Vom giro-crash zum gravel-comeback: juri hollmann packt die hölle aus

67 km/h auf 0 – in einer Sekunde war aus Juri Hollmanns Traumform ein Lebensangriff. Der 26-jährige deutsche Radprofi schlug am 15. Mai 2025 auf der sechsten Giro-Etappe mit voller Wucht gegen ein Straßenschild, zertrümmerte sich Becken und Arm und verlor mehr Blut, als ein Körper eigentlich hergibt. Jetzt, zehn Monate später, sitzt er erstmals wieder auf dem Rad – allerdings auf Schotter und ohne Profivertrag.
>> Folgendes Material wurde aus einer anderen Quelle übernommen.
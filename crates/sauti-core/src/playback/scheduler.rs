//! Gapless placement of decoded segments on a device timeline

use std::fmt;
use std::time::Duration;

use tracing::{debug, info};

use crate::audio::SampleSegment;
use crate::error::{Error, Result};
use crate::playback::sink::{AudioBackend, AudioOutput};
use crate::playback::tap::AnalysisTap;

/// Lifecycle of a playback timeline.
#[derive(Debug, Clone, Copy, PartialEq, Eq)]
pub enum PlaybackState {
    /// No device open
    Idle,
    /// Device open, clock running
    Active,
    /// Device open, clock frozen
    Paused,
}

impl fmt::Display for PlaybackState {
    fn fmt(&self, f: &mut fmt::Formatter<'_>) -> fmt::Result {
        match self {
            PlaybackState::Idle => write!(f, "idle"),
            PlaybackState::Active => write!(f, "active"),
            PlaybackState::Paused => write!(f, "paused"),
        }
    }
}

struct Timeline {
    output: Box<dyn AudioOutput>,
    sample_rate: u32,
    next_start: Duration,
    paused: bool,
    segments_placed: usize,
    samples_placed: usize,
}

/// Places segments back to back on an output device.
///
/// Each segment starts at the later of the end of the previous one and
/// the current device position, so continuous arrivals play seamlessly
/// and an underrun restarts cleanly instead of scheduling into the past.
pub struct PlaybackScheduler {
    backend: Box<dyn AudioBackend>,
    tap: AnalysisTap,
    timeline: Option<Timeline>,
}

impl PlaybackScheduler {
    pub fn new(backend: Box<dyn AudioBackend>, tap: AnalysisTap) -> Self {
        Self {
            backend,
            tap,
            timeline: None,
        }
    }

    /// Open the output device and begin an empty timeline.
    pub fn start(&mut self, sample_rate: u32) -> Result<()> {
        if self.timeline.is_some() {
            return Err(Error::InvalidState("playback already started"));
        }
        if sample_rate == 0 {
            return Err(Error::InvalidState("sample rate must be nonzero"));
        }
        let output = self.backend.open(sample_rate)?;
        let next_start = output.position();
        self.timeline = Some(Timeline {
            output,
            sample_rate,
            next_start,
            paused: false,
            segments_placed: 0,
            samples_placed: 0,
        });
        info!("Playback started at {} Hz", sample_rate);
        Ok(())
    }

    /// Place a segment immediately after everything already scheduled.
    pub fn schedule(&mut self, segment: &SampleSegment) -> Result<()> {
        let timeline = self
            .timeline
            .as_mut()
            .ok_or(Error::InvalidState("playback not started"))?;
        if segment.is_empty() {
            return Ok(());
        }

        let position = timeline.output.position();
        let start = timeline.next_start.max(position);
        if timeline.segments_placed > 0 && timeline.next_start < position {
            debug!(
                "Playback underrun: queue ran dry at {:?}, restarting at {:?}",
                timeline.next_start, position
            );
        }

        timeline.output.write_at(&segment.samples, start)?;
        timeline.next_start = start + segment.duration(timeline.sample_rate);
        timeline.segments_placed += 1;
        timeline.samples_placed += segment.len();
        self.tap.push(&segment.samples);
        Ok(())
    }

    /// Freeze the device clock. Scheduling may continue while paused.
    pub fn pause(&mut self) -> Result<()> {
        let timeline = self
            .timeline
            .as_mut()
            .ok_or(Error::InvalidState("playback not started"))?;
        if timeline.paused {
            return Ok(());
        }
        timeline.output.pause();
        timeline.paused = true;
        info!("Playback paused");
        Ok(())
    }

    /// Unfreeze the device clock; queued audio picks up where it stopped.
    pub fn resume(&mut self) -> Result<()> {
        let timeline = self
            .timeline
            .as_mut()
            .ok_or(Error::InvalidState("playback not started"))?;
        if !timeline.paused {
            return Ok(());
        }
        timeline.output.resume();
        timeline.paused = false;
        info!("Playback resumed");
        Ok(())
    }

    /// Release the device and return to idle. Safe to call when idle.
    pub fn stop(&mut self) {
        if let Some(timeline) = self.timeline.take() {
            info!(
                "Playback stopped: {} segments, {} samples placed",
                timeline.segments_placed, timeline.samples_placed
            );
        }
        self.tap.clear();
    }

    pub fn state(&self) -> PlaybackState {
        match &self.timeline {
            None => PlaybackState::Idle,
            Some(timeline) if timeline.paused => PlaybackState::Paused,
            Some(_) => PlaybackState::Active,
        }
    }

    /// Current device position, if a device is open.
    pub fn position(&self) -> Option<Duration> {
        self.timeline.as_ref().map(|t| t.output.position())
    }

    /// Where the next segment would land on the device clock.
    pub fn next_start(&self) -> Option<Duration> {
        self.timeline.as_ref().map(|t| t.next_start)
    }

    /// Scheduled audio not yet played out.
    pub fn pending(&self) -> Duration {
        match &self.timeline {
            Some(timeline) => timeline.next_start.saturating_sub(timeline.output.position()),
            None => Duration::ZERO,
        }
    }

    pub fn sample_rate(&self) -> Option<u32> {
        self.timeline.as_ref().map(|t| t.sample_rate)
    }

    pub fn tap(&self) -> AnalysisTap {
        self.tap.clone()
    }
}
Die nacht, in der alles explodierte

Es regnete in Strömen, der Asphalt war eine Eisbahn. Hollmann erinnert sich in einem YouTube-Gespräch mit Rick Zabel an den Moment, als er über die Vorderleute stürzte und ungebremst gegen das Metall prallte: „Mein Arm sah aus, als hätte jemand ein Puzzle fallen lassen. Und mein Becken – das war einfach weg.“ Die Ärzte in Neapel rechneten mit dem Schlimmsten, doch der Deutsche überlebte. Knapp. Dann kam die Lungenembolie. „Blutklumpen wie Kieselsteine“ blockierten beide Lungenflügel. Keine Vollnarkose, nur der halbe Schlaf zwischen Leben und Tod. „Diese Wärme, obwohl alles brannte – das ist keine Metapher, das ist Nahtod“, sagt er.
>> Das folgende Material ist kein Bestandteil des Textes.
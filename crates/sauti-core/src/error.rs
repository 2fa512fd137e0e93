//! Error types for the sauti playback core

use thiserror::Error;

#[derive(Error, Debug)]
pub enum Error {
    #[error("Transport failed: {0}")]
    Transport(String),

    #[error("Audio output unavailable: {0}")]
    OutputUnavailable(String),

    #[error("Stream cancelled")]
    Cancelled,

    #[error("Invalid playback state: {0}")]
    InvalidState(&'static str),

    #[error("Artifact error: {0}")]
    Artifact(String),
}

pub type Result<T> = std::result::Result<T, Error>;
Vier platten, 24 schrauben, ein neues becken

Vier platten, 24 schrauben, ein neues becken

Die belgischen Chirurgen bauten ihn in einem 11-stündigen Eingriff wieder zusammen. Vier Titanplatten halten sein Becken, 24 Schrauben verankern Knochen, die nie wieder so heilen werden wie früher. Fünf Wochen Klinik, acht Wochen Reha, drei Monate Rollstuhl. „Ich habe so viele Medikamente bekommen, die Dopingkontrolle müsste heute noch klingeln“, scherzt er und lacht – ein Lachen, das sich anhört, als müsste man es erst wieder erlernen.

Kein team, kein vertrag – nur das rad

Kein team, kein vertrag – nur das rad

Die großen WorldTour-Mannschaften schwiegen, als er anrief. Stattdessen griff Canyon x DT Swiss All-Terrain Racing zu. Gravel-Rennen statt Grand Tours, Schotter statt Alpen. Hollmann nimmt es hin: „Ich habe meinen Anspruch runtergeschraubt. Es geht nicht mehr darum, zu gewinnen. Es geht darum, überhaupt wieder fahren zu können.“ Sein erster Start: Dirty Reiver in Großbritannien, 200 Kilometer durch Schlamm und Wind. Er wird nicht ganz vorne landen. Er muss auch nicht. Er ist dabei. Und das ist schon ein Sieg, der keiner auf der Ergebnisliste steht.